(INFORMATION GIVEN)

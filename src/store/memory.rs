//! In-memory storage backend
//!
//! Used by tests and by `store.backend = "memory"` for store-less
//! development. Matches the MongoDB backend's observable behavior: documents
//! keep insertion order, `find`/`delete` act on the first match, and every
//! stored document carries a synthetic string `_id`.

use std::sync::atomic::{AtomicU64, Ordering};

use async_trait::async_trait;
use serde_json::Value;
use tokio::sync::RwLock;

use crate::types::{Song, SongId};
use crate::Result;

use super::SongStore;

pub struct MemoryStore {
    songs: RwLock<Vec<Song>>,
    next_id: AtomicU64,
}

impl MemoryStore {
    pub fn new() -> Self {
        Self {
            songs: RwLock::new(Vec::new()),
            next_id: AtomicU64::new(1),
        }
    }

    /// Synthetic store identifier, shaped like an ObjectId hex string
    fn assign_id(&self) -> String {
        let sequence = self.next_id.fetch_add(1, Ordering::Relaxed);
        format!("{sequence:024x}")
    }
}

impl Default for MemoryStore {
    fn default() -> Self {
        Self::new()
    }
}

#[async_trait]
impl SongStore for MemoryStore {
    async fn count(&self) -> Result<u64> {
        Ok(self.songs.read().await.len() as u64)
    }

    async fn list(&self) -> Result<Vec<Song>> {
        Ok(self.songs.read().await.clone())
    }

    async fn find(&self, id: SongId) -> Result<Option<Song>> {
        let songs = self.songs.read().await;
        Ok(songs.iter().find(|song| song.id == id).cloned())
    }

    async fn insert(&self, mut song: Song) -> Result<String> {
        let store_id = self.assign_id();
        song.fields
            .insert("_id".to_string(), Value::String(store_id.clone()));

        self.songs.write().await.push(song);
        Ok(store_id)
    }

    async fn delete(&self, id: SongId) -> Result<bool> {
        let mut songs = self.songs.write().await;
        match songs.iter().position(|song| song.id == id) {
            Some(index) => {
                songs.remove(index);
                Ok(true)
            }
            None => Ok(false),
        }
    }

    async fn replace_all(&self, songs: Vec<Song>) -> Result<usize> {
        let mut stored = Vec::with_capacity(songs.len());
        for mut song in songs {
            let store_id = self.assign_id();
            song.fields
                .insert("_id".to_string(), Value::String(store_id));
            stored.push(song);
        }

        let count = stored.len();
        *self.songs.write().await = stored;
        Ok(count)
    }
}

#[cfg(test)]
mod tests {
    use super::*;
    use serde_json::json;

    fn song(id: SongId, title: &str) -> Song {
        serde_json::from_value(json!({ "id": id, "title": title })).unwrap()
    }

    #[tokio::test]
    async fn insert_find_delete() {
        let store = MemoryStore::new();

        let store_id = store.insert(song(1, "A")).await.unwrap();
        assert_eq!(store_id.len(), 24);

        let found = store.find(1).await.unwrap().unwrap();
        assert_eq!(found.fields["title"], json!("A"));
        assert_eq!(found.fields["_id"], json!(store_id));

        assert!(store.delete(1).await.unwrap());
        assert!(!store.delete(1).await.unwrap());
        assert!(store.find(1).await.unwrap().is_none());
    }

    #[tokio::test]
    async fn duplicate_ids_are_representable() {
        let store = MemoryStore::new();
        store.insert(song(1, "first")).await.unwrap();
        store.insert(song(1, "second")).await.unwrap();

        assert_eq!(store.count().await.unwrap(), 2);

        // First match wins for both find and delete
        let found = store.find(1).await.unwrap().unwrap();
        assert_eq!(found.fields["title"], json!("first"));

        assert!(store.delete(1).await.unwrap());
        let found = store.find(1).await.unwrap().unwrap();
        assert_eq!(found.fields["title"], json!("second"));
    }

    #[tokio::test]
    async fn replace_all_drops_previous_contents() {
        let store = MemoryStore::new();
        store.insert(song(1, "old")).await.unwrap();

        let count = store
            .replace_all(vec![song(10, "a"), song(11, "b")])
            .await
            .unwrap();
        assert_eq!(count, 2);
        assert_eq!(store.count().await.unwrap(), 2);
        assert!(store.find(1).await.unwrap().is_none());
        assert!(store.find(10).await.unwrap().is_some());

        assert_eq!(store.replace_all(Vec::new()).await.unwrap(), 0);
        assert_eq!(store.count().await.unwrap(), 0);
    }
}
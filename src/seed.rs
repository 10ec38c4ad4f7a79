//! Seed dataset loading
//!
//! The collection is rebuilt from this dataset on every process start; any
//! documents written since the previous start are discarded.

use std::fs;

use crate::config::SeedSection;
use crate::types::Song;
use crate::Result;

/// Bundled seed dataset
pub const DEFAULT_SEED: &str = include_str!("../data/songs.json");

/// Load the seed dataset, preferring a configured override path
pub fn load(config: &SeedSection) -> Result<Vec<Song>> {
    match &config.path {
        Some(path) => {
            let raw = fs::read_to_string(path)?;
            Ok(serde_json::from_str(&raw)?)
        }
        None => Ok(serde_json::from_str(DEFAULT_SEED)?),
    }
}

#[cfg(test)]
mod tests {
    use super::*;
    use std::io::Write;

    #[test]
    fn bundled_dataset_parses() {
        let songs = load(&SeedSection::default()).unwrap();
        assert!(!songs.is_empty());

        let mut ids: Vec<_> = songs.iter().map(|song| song.id).collect();
        ids.sort_unstable();
        ids.dedup();
        assert_eq!(ids.len(), songs.len(), "seed ids must be unique");
    }

    #[test]
    fn override_path_is_preferred() {
        let mut file = tempfile::NamedTempFile::new().unwrap();
        write!(file, r#"[{{"id": 99, "title": "override"}}]"#).unwrap();

        let config = SeedSection {
            path: Some(file.path().to_path_buf()),
        };
        let songs = load(&config).unwrap();
        assert_eq!(songs.len(), 1);
        assert_eq!(songs[0].id, 99);
    }

    #[test]
    fn missing_override_path_is_an_error() {
        let config = SeedSection {
            path: Some("/nonexistent/songs.json".into()),
        };
        assert!(load(&config).is_err());
    }
}
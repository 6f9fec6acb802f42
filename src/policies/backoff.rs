//! # Reconnect backoff.
//!
//! [`BackoffPolicy`] computes how long a connection supervisor waits before its
//! next attempt:
//! - [`BackoffPolicy::first`] the delay after the first failure;
//! - [`BackoffPolicy::factor`] the multiplicative growth per further failure;
//! - [`BackoffPolicy::max`] the cap.
//!
//! The delay for failure `n` (0-indexed) is `first × factor^n`, clamped to `max`,
//! then jittered. The default (`first = max = 1s`, `factor = 1.0`, no jitter) is a
//! constant one-second cadence.
//!
//! # Example
//! ```rust
//! # use std::time::Duration;
//! use actorvisor::BackoffPolicy;
//!
//! assert_eq!(BackoffPolicy::default().next(0), Duration::from_secs(1));
//! assert_eq!(BackoffPolicy::default().next(50), Duration::from_secs(1));
//!
//! let growing = BackoffPolicy {
//!     factor: 2.0,
//!     max: Duration::from_secs(2),
//!     ..BackoffPolicy::fixed(Duration::from_millis(250))
//! };
//! assert_eq!(growing.next(1), Duration::from_millis(500));
//! assert_eq!(growing.next(10), Duration::from_secs(2));
//! ```

use std::time::Duration;

use super::JitterPolicy;

/// Delay between connection attempts.
#[derive(Clone, Copy, Debug, PartialEq)]
pub struct BackoffPolicy {
    /// Delay after the first failure.
    pub first: Duration,
    /// Maximum delay.
    pub max: Duration,
    /// Multiplicative growth factor (`1.0` = constant).
    pub factor: f64,
    /// Randomization applied to each delay.
    pub jitter: JitterPolicy,
}

impl Default for BackoffPolicy {
    /// One second between attempts, forever.
    fn default() -> Self {
        Self::fixed(Duration::from_secs(1))
    }
}

impl BackoffPolicy {
    /// Constant `delay` between attempts.
    pub const fn fixed(delay: Duration) -> Self {
        Self {
            first: delay,
            max: delay,
            factor: 1.0,
            jitter: JitterPolicy::None,
        }
    }

    /// Delay that follows failure number `failures` (0-indexed).
    pub fn next(&self, failures: u32) -> Duration {
        let exp = i32::try_from(failures).unwrap_or(i32::MAX);
        let grown = self.first.as_secs_f64() * self.factor.powi(exp);
        let capped = if grown.is_finite() && grown >= 0.0 && grown <= self.max.as_secs_f64() {
            Duration::from_secs_f64(grown)
        } else {
            self.max
        };
        self.jitter.apply(capped)
    }
}
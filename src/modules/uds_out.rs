//! # Unix socket output module.
//!
//! Delivers every `inbox` event to a Unix domain stream socket as
//! `render(data, delimiter) ++ delimiter`, where list payloads are joined with the
//! delimiter first.
//!
//! A single sink worker connects eagerly at start and keeps the link alive:
//! - while the inbox is idle the link is probed once per retry interval;
//! - before each send the link is probed again;
//! - any probe or send failure invalidates the link, and the same event is
//!   retried on the next connection, so events are never dropped;
//! - a stop interrupts the liveness check or send in flight, so a peer that
//!   stops reading cannot hold the worker past cancellation.
//!
//! ```text
//! inbox.get ──► frame ──► probe ─ok─► send ─ok─► next event
//!                           │          │
//!                           └── err ───┴──► invalidate ──► connect (1s cadence) ──► retry same frame
//! ```

use std::path::PathBuf;
use std::sync::Arc;
use std::time::Duration;

use tokio_util::sync::CancellationToken;

use crate::config::ModuleConfig;
use crate::core::{Actor, ConnectionSupervisor};
use crate::error::{ModuleError, WorkerError};
use crate::io::{Dialer, SinkConnection, SinkConnector};
use crate::pipeline::{Event, Mailbox};
use crate::policies::BackoffPolicy;
use crate::status::Bus;
use crate::tasks::{TaskFn, TaskRef};

/// Output module writing to a Unix domain socket.
pub struct UdsOut {
    config: ModuleConfig,
    dialer: Arc<dyn Dialer>,
    inbox: Mailbox,
}

impl UdsOut {
    pub fn new(config: ModuleConfig, dialer: Arc<dyn Dialer>) -> Result<Self, ModuleError> {
        config.validate()?;
        if config.target_path.as_os_str().is_empty() {
            return Err(ModuleError::invalid("target_path", "must not be empty"));
        }
        let inbox = Mailbox::new("inbox", config.mailbox_capacity);
        Ok(Self {
            config,
            dialer,
            inbox,
        })
    }

    pub fn inbox(&self) -> Mailbox {
        self.inbox.clone()
    }
}

impl Actor for UdsOut {
    fn config(&self) -> &ModuleConfig {
        &self.config
    }

    fn mailboxes(&self) -> Vec<Mailbox> {
        vec![self.inbox.clone()]
    }

    fn tasks(&self, bus: &Bus) -> Vec<TaskRef> {
        let sink = Sink {
            name: Arc::from(format!("{}.sink", self.config.name)),
            dialer: self.dialer.clone(),
            path: self.config.target_path.clone(),
            delimiter: Arc::from(self.config.delimiter.as_str()),
            inbox: self.inbox.clone(),
            backoff: self.config.backoff,
            bus: bus.clone(),
        };
        let task: TaskRef = TaskFn::arc(sink.name.to_string(), move |ctx: CancellationToken| {
            sink.clone().run(ctx)
        });
        vec![task]
    }
}

/// Wire form of one event.
fn frame(event: &Event, delimiter: &str) -> Vec<u8> {
    let mut buf = event.data.render(delimiter);
    buf.extend_from_slice(delimiter.as_bytes());
    buf
}

#[derive(Clone)]
struct Sink {
    name: Arc<str>,
    dialer: Arc<dyn Dialer>,
    path: PathBuf,
    delimiter: Arc<str>,
    inbox: Mailbox,
    backoff: BackoffPolicy,
    bus: Bus,
}

type Link = ConnectionSupervisor<SinkConnector>;

impl Sink {
    async fn run(self, ctx: CancellationToken) -> Result<(), WorkerError> {
        let connector = SinkConnector::new(self.dialer.clone(), self.path.clone());
        let mut link = Link::new(connector, self.backoff, self.bus.clone(), self.name.clone());
        let idle_probe = self.backoff.first.max(Duration::from_millis(1));

        let Some(mut conn) = link.connect(&ctx).await else {
            return Ok(());
        };

        loop {
            let event = tokio::select! {
                biased;
                _ = ctx.cancelled() => return Ok(()),
                event = self.inbox.get() => match event {
                    Some(event) => event,
                    None => return Ok(()),
                },
                _ = tokio::time::sleep(idle_probe) => {
                    let alive = tokio::select! {
                        biased;
                        _ = ctx.cancelled() => return Ok(()),
                        alive = conn.probe() => alive,
                    };
                    if let Err(e) = alive {
                        link.invalidate(e);
                        conn = match link.connect(&ctx).await {
                            Some(conn) => conn,
                            None => return Ok(()),
                        };
                    }
                    continue;
                }
            };

            let bytes = frame(&event, &self.delimiter);
            conn = match deliver(&mut link, conn, &bytes, &ctx).await {
                Some(conn) => conn,
                None => return Ok(()),
            };
        }
    }
}

/// Sends `frame`, reconnecting until it goes through.
///
/// Returns the connection it was delivered on, or `None` if cancelled first.
async fn deliver(
    link: &mut Link,
    mut conn: Box<dyn SinkConnection>,
    frame: &[u8],
    ctx: &CancellationToken,
) -> Option<Box<dyn SinkConnection>> {
    loop {
        let sent = tokio::select! {
            biased;
            _ = ctx.cancelled() => return None,
            sent = async {
                conn.probe().await?;
                conn.send(frame).await
            } => sent,
        };
        match sent {
            Ok(()) => return Some(conn),
            Err(e) => {
                link.invalidate(e);
                conn = link.connect(ctx).await?;
            }
        }
    }
}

(End INFORMATION GIVEN)

> WHAT IS REQUIRED
The line above containing "Ok(serde_json::from_str(&raw)?)", the line containing "the first failure;", and every line between them are to be transcribed exactly; no other line is wanted.

> WRITTEN RESPONSE
            Ok(serde_json::from_str(&raw)?)
        }
        None => Ok(serde_json::from_str(DEFAULT_SEED)?),
    }
}

#[cfg(test)]
mod tests {
    use super::*;
    use std::io::Write;

    #[test]
    fn bundled_dataset_parses() {
        let songs = load(&SeedSection::default()).unwrap();
        assert!(!songs.is_empty());

        let mut ids: Vec<_> = songs.iter().map(|song| song.id).collect();
        ids.sort_unstable();
        ids.dedup();
        assert_eq!(ids.len(), songs.len(), "seed ids must be unique");
    }

    #[test]
    fn override_path_is_preferred() {
        let mut file = tempfile::NamedTempFile::new().unwrap();
        write!(file, r#"[{{"id": 99, "title": "override"}}]"#).unwrap();

        let config = SeedSection {
            path: Some(file.path().to_path_buf()),
        };
        let songs = load(&config).unwrap();
        assert_eq!(songs.len(), 1);
        assert_eq!(songs[0].id, 99);
    }

    #[test]
    fn missing_override_path_is_an_error() {
        let config = SeedSection {
            path: Some("/nonexistent/songs.json".into()),
        };
        assert!(load(&config).is_err());
    }
}
repository 6f9fec6acb802f42
filename src/policies/backoff.rs
//! # Reconnect backoff.
//!
//! [`BackoffPolicy`] computes how long a connection supervisor waits before its
//! next attempt:
//! - [`BackoffPolicy::first`] the delay after the first failure;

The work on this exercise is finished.